> [Task] Copy out, exactly, the first line of the entries below and every line after it through the one containing "use super::ApiError;".

> [Data extract]
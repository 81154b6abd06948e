//! API client for communicating with the RUN AI backend.
//!
//! `ApiClient::call` is the one authenticated request path every view goes
//! through. Login and registration are separate unauthenticated exchanges
//! because no credential exists before they succeed.

use std::time::Duration;

use anyhow::{Context, Result};
use reqwest::{header, Client, Method, RequestBuilder, Response};
use serde::{de::DeserializeOwned, Serialize};
use serde_json::Value;
use tracing::{debug, info, warn};

use crate::auth::SessionStore;
use crate::models::{
    DocumentInfo, DocumentListResponse, ProgramResponse, QueryRequest, QueryResponse,
    RegisterRequest, TokenResponse, UpdateRagResponse, UserProfile,
};

use super::ApiError;

// ============================================================================
// Constants
// ============================================================================

const TOKEN_PATH: &str = "/token";
const REGISTER_PATH: &str = "/register";
const QUERY_PATH: &str = "/query";
const DOCUMENTS_PATH: &str = "/documents";
const UPDATE_RAG_PATH: &str = "/update_rag";
const PARAMETERS_PATH: &str = "/user/parameters";
const PROGRAM_PATH: &str = "/program/generate";

const LOGIN_FALLBACK: &str = "Login failed. Check your email and password.";
const REGISTER_FALLBACK: &str = "Registration failed. Please check your details.";

/// Placeholder for calls that send no payload
pub const NO_BODY: Option<&()> = None;

/// API client for the RUN AI backend.
/// Clone is cheap - reqwest::Client and SessionStore are both Arc-backed.
#[derive(Clone)]
pub struct ApiClient {
    client: Client,
    base_url: String,
    session: SessionStore,
}

impl ApiClient {
    /// Create a client with no request timeout
    pub fn new(base_url: &str, session: SessionStore) -> Result<Self> {
        Self::with_timeout(base_url, session, None)
    }

    pub fn with_timeout(
        base_url: &str,
        session: SessionStore,
        timeout: Option<Duration>,
    ) -> Result<Self> {
        reqwest::Url::parse(base_url)
            .with_context(|| format!("Invalid API base URL: {}", base_url))?;

        let mut builder = Client::builder();
        if let Some(timeout) = timeout {
            builder = builder.timeout(timeout);
        }
        let client = builder.build().context("Failed to build HTTP client")?;

        Ok(Self {
            client,
            base_url: base_url.trim_end_matches('/').to_string(),
            session,
        })
    }

    pub fn session(&self) -> &SessionStore {
        &self.session
    }

    pub fn base_url(&self) -> &str {
        &self.base_url
    }

    fn url(&self, path: &str) -> String {
        format!("{}{}", self.base_url, path)
    }

    // ===== Authenticated Requests =====

    /// Send an authenticated request and return the decoded JSON body.
    ///
    /// Fails with `Unauthenticated` before touching the network when no
    /// session is active. Nothing is retried.
    pub async fn call<B: Serialize + ?Sized>(
        &self,
        method: Method,
        path: &str,
        body: Option<&B>,
    ) -> Result<Value, ApiError> {
        let text = self.send(method, path, body).await?;
        serde_json::from_str(&text).map_err(|e| {
            warn!(path = %path, error = %e, "Unparsable response body");
            ApiError::MalformedResponse(format!("{} returned invalid JSON: {}", path, e))
        })
    }

    /// Authenticated round trip shared by every endpoint. Returns the raw
    /// success body; a non-success status becomes `RequestFailed`.
    async fn send<B: Serialize + ?Sized>(
        &self,
        method: Method,
        path: &str,
        body: Option<&B>,
    ) -> Result<String, ApiError> {
        let token = self.session.token().ok_or(ApiError::Unauthenticated)?;
        let url = self.url(path);

        let mut request = self
            .client
            .request(method.clone(), &url)
            .bearer_auth(token)
            .header(header::CONTENT_TYPE, "application/json");
        if let Some(body) = body {
            request = request.json(body);
        }

        debug!(%method, url = %url, "Sending request");
        let response = request.send().await?;
        let status = response.status();
        let text = response.text().await?;
        debug!(%method, url = %url, status = status.as_u16(), "Response received");

        if !status.is_success() {
            warn!(
                %method,
                url = %url,
                status = status.as_u16(),
                body = %ApiError::truncate_body(&text),
                "Request failed"
            );
            let fallback = format!("Server error ({})", status.as_u16());
            return Err(ApiError::from_status(status, &text, &fallback));
        }
        Ok(text)
    }

    /// `call` followed by decoding into a concrete response shape
    async fn call_as<T: DeserializeOwned, B: Serialize + ?Sized>(
        &self,
        method: Method,
        path: &str,
        body: Option<&B>,
    ) -> Result<T, ApiError> {
        let value = self.call(method, path, body).await?;
        serde_json::from_value(value).map_err(|e| {
            ApiError::MalformedResponse(format!("{} returned an unexpected shape: {}", path, e))
        })
    }

    // ===== Session Exchanges =====

    /// Exchange email and password for a token and start a session.
    pub async fn login(&self, email: &str, password: &str) -> Result<(), ApiError> {
        let request = self
            .client
            .post(self.url(TOKEN_PATH))
            .form(&[("username", email), ("password", password)]);

        self.exchange(request, email, LOGIN_FALLBACK).await
    }

    /// Create an account and start a session for it.
    pub async fn register(&self, email: &str, password: &str) -> Result<(), ApiError> {
        let request = self
            .client
            .post(self.url(REGISTER_PATH))
            .json(&RegisterRequest { email, password });

        self.exchange(request, email, REGISTER_FALLBACK).await
    }

    /// End the current session. Never touches the network.
    pub fn logout(&self) {
        self.session.clear_session();
    }

    async fn exchange(
        &self,
        request: RequestBuilder,
        email: &str,
        fallback: &str,
    ) -> Result<(), ApiError> {
        let response = request.send().await?;
        let auth = Self::read_token_response(response, fallback).await?;

        // The stored identity is what the user typed, not anything echoed back
        self.session.set_session(&auth.access_token, email);
        info!(email = %email, "Authenticated");
        Ok(())
    }

    async fn read_token_response(
        response: Response,
        fallback: &str,
    ) -> Result<TokenResponse, ApiError> {
        let status = response.status();
        let text = response.text().await?;

        if !status.is_success() {
            warn!(status = status.as_u16(), "Authentication rejected");
            return Err(ApiError::from_exchange_status(status, &text, fallback));
        }

        let auth: TokenResponse = serde_json::from_str(&text).map_err(|e| {
            ApiError::MalformedResponse(format!("Failed to parse token response: {}", e))
        })?;
        if auth.access_token.is_empty() {
            return Err(ApiError::MalformedResponse(
                "Token response carried an empty access token".to_string(),
            ));
        }
        Ok(auth)
    }

    // ===== Feature Endpoints =====

    /// Ask the coach a question
    pub async fn ask(&self, query: &str) -> Result<String, ApiError> {
        let response: QueryResponse = self
            .call_as(Method::POST, QUERY_PATH, Some(&QueryRequest { query }))
            .await?;
        Ok(response.answer)
    }

    /// List the documents the coach draws on
    pub async fn list_documents(&self) -> Result<Vec<DocumentInfo>, ApiError> {
        let response: DocumentListResponse =
            self.call_as(Method::GET, DOCUMENTS_PATH, NO_BODY).await?;
        Ok(response.documents)
    }

    /// Rebuild the retrieval index from the backend's document folder
    pub async fn update_rag(&self) -> Result<String, ApiError> {
        let response: UpdateRagResponse =
            self.call_as(Method::POST, UPDATE_RAG_PATH, NO_BODY).await?;
        Ok(response.message)
    }

    pub async fn fetch_profile(&self) -> Result<UserProfile, ApiError> {
        self.call_as(Method::GET, PARAMETERS_PATH, NO_BODY).await
    }

    /// Save the profile. Any 2xx counts as success; the body is not read.
    pub async fn save_profile(&self, profile: &UserProfile) -> Result<(), ApiError> {
        self.send(Method::POST, PARAMETERS_PATH, Some(profile)).await?;
        Ok(())
    }

    /// Generate a training program from the saved profile.
    /// The result is markdown text.
    pub async fn generate_program(&self) -> Result<String, ApiError> {
        let response: ProgramResponse = self.call_as(Method::POST, PROGRAM_PATH, NO_BODY).await?;
        Ok(response.program)
    }
}

#[cfg(test)]
mod tests {
    use std::sync::Arc;

    use super::*;
    use crate::auth::MemoryStore;

    fn session() -> SessionStore {
        SessionStore::initialize(Arc::new(MemoryStore::new()))
    }

    #[test]
    fn test_new_rejects_invalid_base_url() {
        assert!(ApiClient::new("not a url", session()).is_err());
    }

    #[test]
    fn test_url_strips_trailing_slash() {
        let client = ApiClient::new("http://localhost:8000/", session()).unwrap();
        assert_eq!(client.base_url(), "http://localhost:8000");
        assert_eq!(client.url(DOCUMENTS_PATH), "http://localhost:8000/documents");
    }

    #[test]
    fn test_logout_clears_session() {
        let client = ApiClient::new("http://localhost:8000", session()).unwrap();
        client.session().set_session("tok", "a@b.com");
        client.logout();
        assert!(!client.session().is_active());
    }
}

> [Result]
repository 81154b6abd06948e
//! API client for communicating with the RUN AI backend.
//!
//! `ApiClient::call` is the one authenticated request path every view goes
//! through. Login and registration are separate unauthenticated exchanges
//! because no credential exists before they succeed.

use std::time::Duration;

use anyhow::{Context, Result};
use reqwest::{header, Client, Method, RequestBuilder, Response};
use serde::{de::DeserializeOwned, Serialize};
use serde_json::Value;
use tracing::{debug, info, warn};

use crate::auth::SessionStore;
use crate::models::{
    DocumentInfo, DocumentListResponse, ProgramResponse, QueryRequest, QueryResponse,
    RegisterRequest, TokenResponse, UpdateRagResponse, UserProfile,
};

use super::ApiError;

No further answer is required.